Vallalar confined himself to the four walls of his room as he did not get along with his brother

Tucked away in a narrow by-lane, untouched by the modernity of Chennai and surrounded by shanties, stands a house on Veerasamy Pillai Street in Seven Wells. Unlike many heritage structures associated with our colonial past, this building links us with our cultural past.

One-hundred-and-fifty-four years ago, when the city was in the cusp of development, in this very house lived a man whose contribution to spirituality and Tamil literature has remained unparalleled to this day — Ramalinga Adigal, better known as Vallalar.  He walked the length and breadth of the city for 34 years, carrying his message of love and compassion.

He went on to call it ‘Dharmamigu Chennai’, meaning, city filled with the values of dharma. But he was to be disillusioned soon, leaving the city in 1858, convinced it had become thettiley mikuntha Chennai, implying that the city was beset with degeneration.

Barely a few kilometres away from this house, there was another building, in front of Malleeswarar Temple on Lingi Chetty Street, which marked a watershed in the life of the great savant. It was in this building that Vallalar gave his first discourse and enthralled his audience with his profound knowledge of Tamil and Saivite literature.

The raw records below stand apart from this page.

//! Module loading with optional-miss semantics.
//!
//! A lookup ends in one of three ways: the module was found, nothing exists
//! at the path, or something exists but could not be loaded. Only the second
//! outcome may be tolerated by callers that opt in.

use crate::config::CompileMode;
use crate::container::Container;
use crate::error::BoxError;
use serde_json::Value;
use std::collections::HashMap;
use std::path::{Component, Path, PathBuf};
use std::sync::{Arc, RwLock};
use thiserror::Error;

/// In-process startup script; the stand-in for executing a file on load
pub type ScriptFn = dyn Fn(&Container) -> Result<(), BoxError> + Send + Sync;

/// Module loading error type
#[derive(Debug, Error)]
pub enum LoadError {
    #[error("Cannot find module {}", .path.display())]
    NotFound { path: PathBuf },

    #[error("Unable to read {}: {source}", .path.display())]
    Io {
        path: PathBuf,
        #[source]
        source: std::io::Error,
    },

    #[error("Unable to parse {}: {message}", .path.display())]
    Parse { path: PathBuf, message: String },

    #[error("Module {} failed during initialization: {source}", .path.display())]
    Script {
        path: PathBuf,
        #[source]
        source: BoxError,
    },
}

impl LoadError {
    pub fn is_not_found(&self) -> bool {
        matches!(self, Self::NotFound { .. })
    }
}

/// A loaded module
#[derive(Clone)]
pub enum Module {
    /// Parsed JSON or YAML document
    Data(Value),
    /// Registered startup script
    Script(Arc<ScriptFn>),
}

impl Module {
    /// Data of the module, if it is a document
    pub fn as_data(&self) -> Option<&Value> {
        match self {
            Module::Data(value) => Some(value),
            Module::Script(_) => None,
        }
    }

    /// Execute the module against the container. Documents have no side effects.
    pub fn run(&self, path: &Path, container: &Container) -> Result<(), LoadError> {
        match self {
            Module::Data(_) => Ok(()),
            Module::Script(script) => script(container).map_err(|source| LoadError::Script {
                path: path.to_path_buf(),
                source,
            }),
        }
    }
}

impl std::fmt::Debug for Module {
    fn fmt(&self, f: &mut std::fmt::Formatter<'_>) -> std::fmt::Result {
        match self {
            Module::Data(value) => f.debug_tuple("Data").field(value).finish(),
            Module::Script(_) => f.debug_tuple("Script").field(&"<script>").finish(),
        }
    }
}

/// Outcome of a single lookup
#[derive(Debug)]
pub enum LoadOutcome {
    Found(Module),
    NotFound,
    Failed(LoadError),
}

/// Module loader adapter
pub trait ModuleLoader: Send + Sync {
    /// Look up a module without applying any policy
    fn load(&self, path: &Path) -> LoadOutcome;

    /// Load a module that must exist
    fn load_required(&self, path: &Path) -> Result<Module, LoadError> {
        match self.load(path) {
            LoadOutcome::Found(module) => Ok(module),
            LoadOutcome::NotFound => Err(LoadError::NotFound {
                path: path.to_path_buf(),
            }),
            LoadOutcome::Failed(error) => Err(error),
        }
    }

    /// Load a module, tolerating a missing file when `optional` is set.
    ///
    /// Broken modules are errors either way.
    fn load_with(&self, path: &Path, optional: bool) -> Result<Option<Module>, LoadError> {
        match self.load(path) {
            LoadOutcome::Found(module) => Ok(Some(module)),
            LoadOutcome::NotFound if optional => Ok(None),
            LoadOutcome::NotFound => Err(LoadError::NotFound {
                path: path.to_path_buf(),
            }),
            LoadOutcome::Failed(error) => Err(error),
        }
    }
}

/// Loader for an application root.
///
/// Modules registered in code are looked up first by their app-relative path
/// without extension (`start/routes`), then the filesystem is consulted using
/// the extensions allowed by the compile mode.
#[derive(Clone)]
pub struct AppLoader {
    app_root: PathBuf,
    mode: CompileMode,
    modules: Arc<RwLock<HashMap<String, Module>>>,
}

impl AppLoader {
    pub fn new(app_root: impl Into<PathBuf>) -> Self {
        Self {
            app_root: app_root.into(),
            mode: CompileMode::default(),
            modules: Arc::new(RwLock::new(HashMap::new())),
        }
    }

    /// Loader sharing the same module table under a different compile mode
    pub fn with_mode(&self, mode: CompileMode) -> Self {
        Self {
            app_root: self.app_root.clone(),
            mode,
            modules: Arc::clone(&self.modules),
        }
    }

    pub fn mode(&self) -> CompileMode {
        self.mode
    }

    pub fn app_root(&self) -> &Path {
        &self.app_root
    }

    /// Register a module in code under an app-relative path
    pub fn register(&self, path: impl AsRef<Path>, module: Module) {
        let key = self.module_key(path.as_ref());
        tracing::debug!("Registering module '{}'", key);
        self.modules
            .write()
            .unwrap_or_else(|poisoned| poisoned.into_inner())
            .insert(key, module);
    }

    /// Register a startup script under an app-relative path
    pub fn register_script<F>(&self, path: impl AsRef<Path>, script: F)
    where
        F: Fn(&Container) -> Result<(), BoxError> + Send + Sync + 'static,
    {
        self.register(path, Module::Script(Arc::new(script)));
    }

    /// Register a data module under an app-relative path
    pub fn register_data(&self, path: impl AsRef<Path>, value: Value) {
        self.register(path, Module::Data(value));
    }

    /// Normalized table key: relative to the app root, `/`-separated, no extension
    fn module_key(&self, path: &Path) -> String {
        let relative = path.strip_prefix(&self.app_root).unwrap_or(path);
        let mut parts: Vec<String> = relative
            .components()
            .filter_map(|c| match c {
                Component::Normal(part) => Some(part.to_string_lossy().into_owned()),
                _ => None,
            })
            .collect();

        if let Some(last) = parts.last_mut() {
            if let Some((stem, ext)) = last.rsplit_once('.') {
                if !stem.is_empty() && is_module_extension(ext) {
                    *last = stem.to_string();
                }
            }
        }

        parts.join("/")
    }

    /// Filesystem path for a lookup. Paths already under the app root are
    /// used as given, including when the root itself is relative.
    fn absolute(&self, path: &Path) -> PathBuf {
        if path.is_absolute() || path.starts_with(&self.app_root) {
            path.to_path_buf()
        } else {
            resolve_relative(&self.app_root, path)
        }
    }

    /// Files that may satisfy a lookup, in resolution order
    fn candidates(&self, path: &Path) -> Vec<PathBuf> {
        let absolute = self.absolute(path);
        let mut candidates = Vec::new();

        if absolute.extension().is_some() {
            candidates.push(absolute.clone());
        }

        for ext in self.mode.extensions() {
            let mut file = absolute.clone().into_os_string();
            file.push(".");
            file.push(ext);
            candidates.push(PathBuf::from(file));
        }

        candidates
    }

    fn read_file(&self, file: &Path) -> LoadOutcome {
        let contents = match std::fs::read_to_string(file) {
            Ok(contents) => contents,
            Err(e) if e.kind() == std::io::ErrorKind::NotFound => return LoadOutcome::NotFound,
            Err(source) => {
                return LoadOutcome::Failed(LoadError::Io {
                    path: file.to_path_buf(),
                    source,
                })
            }
        };

        let parsed = match file.extension().and_then(|e| e.to_str()) {
            Some("json") => serde_json::from_str::<Value>(&contents).map_err(|e| e.to_string()),
            Some("yaml") | Some("yml") => serde_yaml::from_str::<Value>(&contents).map_err(|e| e.to_string()),
            _ => Ok(Value::String(contents)),
        };

        match parsed {
            Ok(value) => LoadOutcome::Found(Module::Data(value)),
            Err(message) => LoadOutcome::Failed(LoadError::Parse {
                path: file.to_path_buf(),
                message,
            }),
        }
    }
}

impl ModuleLoader for AppLoader {
    fn load(&self, path: &Path) -> LoadOutcome {
        let key = self.module_key(path);
        let registered = self
            .modules
            .read()
            .unwrap_or_else(|poisoned| poisoned.into_inner())
            .get(&key)
            .cloned();
        if let Some(module) = registered {
            tracing::debug!("Loaded registered module '{}'", key);
            return LoadOutcome::Found(module);
        }

        for candidate in self.candidates(path) {
            if !candidate.is_file() {
                continue;
            }
            tracing::debug!("Loading module from {}", candidate.display());
            match self.read_file(&candidate) {
                LoadOutcome::NotFound => continue,
                outcome => return outcome,
            }
        }

        LoadOutcome::NotFound
    }
}

impl std::fmt::Debug for AppLoader {
    fn fmt(&self, f: &mut std::fmt::Formatter<'_>) -> std::fmt::Result {
        let module_count = self.modules.read().map(|m| m.len()).unwrap_or(0);
        f.debug_struct("AppLoader")
            .field("app_root", &self.app_root)
            .field("mode", &self.mode)
            .field("module_count", &module_count)
            .finish()
    }
}

fn is_module_extension(ext: &str) -> bool {
    matches!(ext, "json" | "yaml" | "yml")
}

/// Join an rc-style relative path (`./app`, `start/routes`) onto a root
pub fn resolve_relative(root: &Path, relative: impl AsRef<Path>) -> PathBuf {
    let mut resolved = root.to_path_buf();
    for component in relative.as_ref().components() {
        match component {
            Component::CurDir => {}
            Component::ParentDir => {
                resolved.pop();
            }
            Component::Normal(part) => resolved.push(part),
            Component::RootDir | Component::Prefix(_) => {
                resolved = PathBuf::from(component.as_os_str());
            }
        }
    }
    resolved
}

#[cfg(test)]
mod tests {
    use super::*;
    use serde_json::json;
    use std::fs;

    #[test]
    fn test_resolve_relative() {
        let root = Path::new("/srv/app");

        assert_eq!(resolve_relative(root, "./app"), PathBuf::from("/srv/app/app"));
        assert_eq!(resolve_relative(root, "start/routes"), PathBuf::from("/srv/app/start/routes"));
        assert_eq!(resolve_relative(root, "../shared"), PathBuf::from("/srv/shared"));
    }

    #[test]
    fn test_relative_root_is_not_prefixed_twice() {
        let loader = AppLoader::new("proj");

        assert_eq!(
            loader.candidates(Path::new("proj/start/app")),
            vec![PathBuf::from("proj/start/app.json")]
        );
        assert_eq!(
            loader.candidates(Path::new("start/app")),
            vec![PathBuf::from("proj/start/app.json")]
        );
    }

    #[test]
    fn test_registered_modules_take_precedence() {
        let dir = tempfile::tempdir().unwrap();
        fs::create_dir_all(dir.path().join("start")).unwrap();
        fs::write(dir.path().join("start/app.json"), r#"{"from": "disk"}"#).unwrap();

        let loader = AppLoader::new(dir.path());
        loader.register_data("./start/app", json!({ "from": "code" }));

        let module = loader.load_required(&dir.path().join("start/app")).unwrap();
        assert_eq!(module.as_data(), Some(&json!({ "from": "code" })));
    }

    #[test]
    fn test_missing_module_policy() {
        let dir = tempfile::tempdir().unwrap();
        let loader = AppLoader::new(dir.path());
        let path = dir.path().join("start/missing");

        assert!(matches!(loader.load(&path), LoadOutcome::NotFound));
        assert!(loader.load_with(&path, true).unwrap().is_none());
        assert!(loader.load_with(&path, false).unwrap_err().is_not_found());
    }

    #[test]
    fn test_broken_module_fails_even_when_optional() {
        let dir = tempfile::tempdir().unwrap();
        fs::write(dir.path().join("kernel.json"), "{ not json").unwrap();
        let loader = AppLoader::new(dir.path());

        let error = loader.load_with(&dir.path().join("kernel"), true).unwrap_err();
        assert!(matches!(error, LoadError::Parse { .. }));
    }

    #[test]
    fn test_yaml_only_resolves_in_source_mode() {
        let dir = tempfile::tempdir().unwrap();
        fs::write(dir.path().join("app.yaml"), "providers: []\n").unwrap();
        let compiled = AppLoader::new(dir.path());
        let source = compiled.with_mode(CompileMode::Source);
        let path = dir.path().join("app");

        assert!(matches!(compiled.load(&path), LoadOutcome::NotFound));
        match source.load(&path) {
            LoadOutcome::Found(module) => {
                assert_eq!(module.as_data(), Some(&json!({ "providers": [] })));
            }
            other => panic!("expected module, got {:?}", other),
        }
    }

    #[test]
    fn test_explicit_extension_resolves_in_any_mode() {
        let dir = tempfile::tempdir().unwrap();
        fs::write(dir.path().join("notes.yml"), "a: 1\n").unwrap();
        let loader = AppLoader::new(dir.path());

        let module = loader.load_required(&dir.path().join("notes.yml")).unwrap();
        assert_eq!(module.as_data(), Some(&json!({ "a": 1 })));
    }

    #[test]
    fn test_failing_script_reports_path() {
        let loader = AppLoader::new("/srv/app");
        loader.register_script("start/kernel", |_| Err("kernel exploded".into()));

        let module = loader.load_required(Path::new("/srv/app/start/kernel")).unwrap();
        let container = Container::new(CompileMode::Compiled);
        let error = module.run(Path::new("start/kernel"), &container).unwrap_err();

        assert!(error.to_string().contains("kernel exploded"));
        assert!(matches!(error, LoadError::Script { .. }));
    }
}
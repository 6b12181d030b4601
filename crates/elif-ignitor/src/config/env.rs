use std::collections::HashMap;

/// Environment variable name for the listen host
pub const HOST_KEY: &str = "HOST";

/// Environment variable name for the listen port
pub const PORT_KEY: &str = "PORT";

/// Host used when `HOST` is not set
pub const DEFAULT_HOST: &str = "127.0.0.1";

/// Port used when `PORT` is not set
pub const DEFAULT_PORT: u16 = 3000;

/// Read-only view over environment values
pub trait Env: Send + Sync {
    fn get(&self, key: &str) -> Option<String>;
}

/// Environment backed by the process environment
#[derive(Debug, Clone, Copy, Default)]
pub struct ProcessEnv;

impl Env for ProcessEnv {
    fn get(&self, key: &str) -> Option<String> {
        std::env::var(key).ok()
    }
}

/// In-memory environment, mostly useful in tests
#[derive(Debug, Clone, Default)]
pub struct MapEnv {
    values: HashMap<String, String>,
}

impl MapEnv {
    pub fn new() -> Self {
        Self::default()
    }

    /// Set a value
    pub fn with(mut self, key: impl Into<String>, value: impl Into<String>) -> Self {
        self.values.insert(key.into(), value.into());
        self
    }
}

impl Env for MapEnv {
    fn get(&self, key: &str) -> Option<String> {
        self.values.get(key).cloned()
    }
}

#[cfg(test)]
mod tests {
    use super::*;
    use serial_test::serial;

    #[test]
    fn test_map_env_lookup() {
        let env = MapEnv::new().with(PORT_KEY, "4000");

        assert_eq!(env.get(PORT_KEY).as_deref(), Some("4000"));
        assert_eq!(env.get(HOST_KEY), None);
    }

    #[test]
    #[serial]
    fn test_process_env_reads_variables() {
        std::env::set_var("ELIF_IGNITOR_ENV_PROBE", "on");
        assert_eq!(ProcessEnv.get("ELIF_IGNITOR_ENV_PROBE").as_deref(), Some("on"));

        std::env::remove_var("ELIF_IGNITOR_ENV_PROBE");
        assert_eq!(ProcessEnv.get("ELIF_IGNITOR_ENV_PROBE"), None);
    }
}
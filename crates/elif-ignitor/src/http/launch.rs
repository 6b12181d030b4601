//! HTTP launch sequence: commit routes, optimize dispatch, build the
//! transport and start listening.

use super::{Router, RunningServer, Server, ServerFactory, TcpTransport, Transport, ROUTER_BINDING, SERVER_BINDING};
use crate::bootstrap::RunIntent;
use crate::config::{Env, DEFAULT_HOST, DEFAULT_PORT, HOST_KEY, PORT_KEY};
use crate::container::Container;
use crate::error::{IgnitorError, IgnitorResult};
use std::io;
use std::net::SocketAddr;

/// Resolve server and router from the container, finalize routing and build
/// the listening transport. `factory` replaces the default TCP transport.
pub fn create_http_server(
    container: &Container,
    intent: RunIntent,
    factory: Option<ServerFactory>,
) -> IgnitorResult<Box<dyn Transport>> {
    let server = container.make::<Server>(SERVER_BINDING)?;
    let router = container.make::<Router>(ROUTER_BINDING)?;

    let committed = router.commit()?;
    server.optimize();
    tracing::info!("Committed {} routes for {} intent", committed, intent);

    let handler = server.handler();
    let transport = match factory {
        Some(factory) => {
            tracing::debug!("Using custom server factory");
            factory(handler)
        }
        None => Box::new(TcpTransport::new(handler)) as Box<dyn Transport>,
    };

    Ok(transport)
}

/// Resolve the listen address from `HOST` and `PORT`
pub async fn resolve_listen_addr(env: &dyn Env) -> IgnitorResult<SocketAddr> {
    let host = env.get(HOST_KEY).unwrap_or_else(|| DEFAULT_HOST.to_string());
    let port = match env.get(PORT_KEY) {
        None => DEFAULT_PORT,
        Some(raw) => raw.trim().parse::<u16>().map_err(|_| {
            IgnitorError::bind(
                format!("{}:{}", host, raw),
                io::Error::new(io::ErrorKind::InvalidInput, "PORT must be a number between 0 and 65535"),
            )
        })?,
    };

    let display = format!("{}:{}", host, port);
    let mut addrs = tokio::net::lookup_host((host.as_str(), port))
        .await
        .map_err(|e| IgnitorError::bind(display.clone(), e))?;

    addrs.next().ok_or_else(|| {
        IgnitorError::bind(
            display,
            io::Error::new(io::ErrorKind::AddrNotAvailable, "host did not resolve to an address"),
        )
    })
}

/// Start listening; resolves once the transport accepts connections
pub async fn listen(transport: Box<dyn Transport>, env: &dyn Env) -> IgnitorResult<RunningServer> {
    let addr = resolve_listen_addr(env).await?;
    let server = transport
        .listen(addr)
        .await
        .map_err(|e| IgnitorError::bind(addr.to_string(), e))?;

    tracing::info!("Server listening on {}", server.local_addr());
    Ok(server)
}

/// Run the whole launch sequence
pub async fn launch(
    container: &Container,
    env: &dyn Env,
    intent: RunIntent,
    factory: Option<ServerFactory>,
) -> IgnitorResult<RunningServer> {
    let transport = create_http_server(container, intent, factory)?;
    listen(transport, env).await
}

#[cfg(test)]
mod tests {
    use super::*;
    use crate::config::MapEnv;
    use crate::http::HttpProvider;
    use crate::providers::ServiceProvider;

    #[tokio::test]
    async fn test_listen_addr_defaults() {
        let addr = resolve_listen_addr(&MapEnv::new()).await.unwrap();
        assert_eq!(addr, SocketAddr::from(([127, 0, 0, 1], DEFAULT_PORT)));
    }

    #[tokio::test]
    async fn test_invalid_port_is_a_bind_error() {
        let env = MapEnv::new().with(PORT_KEY, "eighty");
        let error = resolve_listen_addr(&env).await.unwrap_err();
        assert!(error.is_bind());
    }

    #[tokio::test]
    async fn test_missing_server_binding_is_fatal() {
        let container = Container::default();
        let result = create_http_server(&container, RunIntent::Http, None);
        assert!(matches!(result, Err(IgnitorError::Container(_))));
    }

    #[tokio::test]
    async fn test_port_in_use_is_a_bind_error() {
        let occupied = std::net::TcpListener::bind("127.0.0.1:0").unwrap();
        let port = occupied.local_addr().unwrap().port();

        let container = Container::default();
        HttpProvider.register(&container).unwrap();
        let env = MapEnv::new()
            .with(HOST_KEY, "127.0.0.1")
            .with(PORT_KEY, port.to_string());

        let error = launch(&container, &env, RunIntent::Http, None).await.unwrap_err();
        assert!(error.is_bind());
    }
}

But this house belonging to Somu Chettiyar, a patron of Sabapathy Pillai, Vallalar’s elder brother, and an ardent Saivite, once accommodated Maraimalai Adigal library. It was pulled down to pave the way for a multi-storeyed building. There was a stone inscription which declared that Vallalar gave his first speech there.

Even the house where Vallalar was brought up has undergone many alterations, and houses many families (ondi-kudithanams), but it retains most of its features including the room on the first floor where Vallalar lived, meditated and worshipped. He kept a mirror in the room and legend has it that he had a darshan of Lord Muruga of Tiruttani in the mirror.

“He confined himself to the four walls of the room as he did not get along with his brother Sabapathy Pillai,” says P. Saravanan, author of Arutpa-Marutpa, a compilation of the famous war or words between Arumuga Navalar of Jaffna and Kathiraiver Pillai, and other students of Vallalar over the merit of Vallalar’s work Thiruvarutpa.

Born Ramalingam in Marudhur in Cuddalore district in 1823, his family moved to his mother’s native place in Chinnakavanam near Ponneri. But his brother Sabapathy Pillai felt Chennai would provide ample opportunities to sustain his family and occupied the house on Veerasamy Pillai Street.

Writer Vamanan said in his biography of Vallalar that unlike many who learnt English to become dubashes and climb the social ladder, Sabapathy Pillai turned his back on English and launched a career as an exponent of religious literature. He also taught his brother Tamil.

“One day, Sabapathy was unwell and asked Ramalingam to go to Somu Chettiyar to read some verses. Fortunate were those who listened to him on that day. He enthralled them and the news reached his brother. This incident marked a shift in the relationship between the brothers,” said Vamanan.

The house has changed hands several times and is now in the possession of the descendants of Krishna theatre.

“We continue to maintain the house. We are not interested in handing it over to anyone since we are unsure if the essence of place will be maintained. We continue to get a lot of visitors,” said a family member.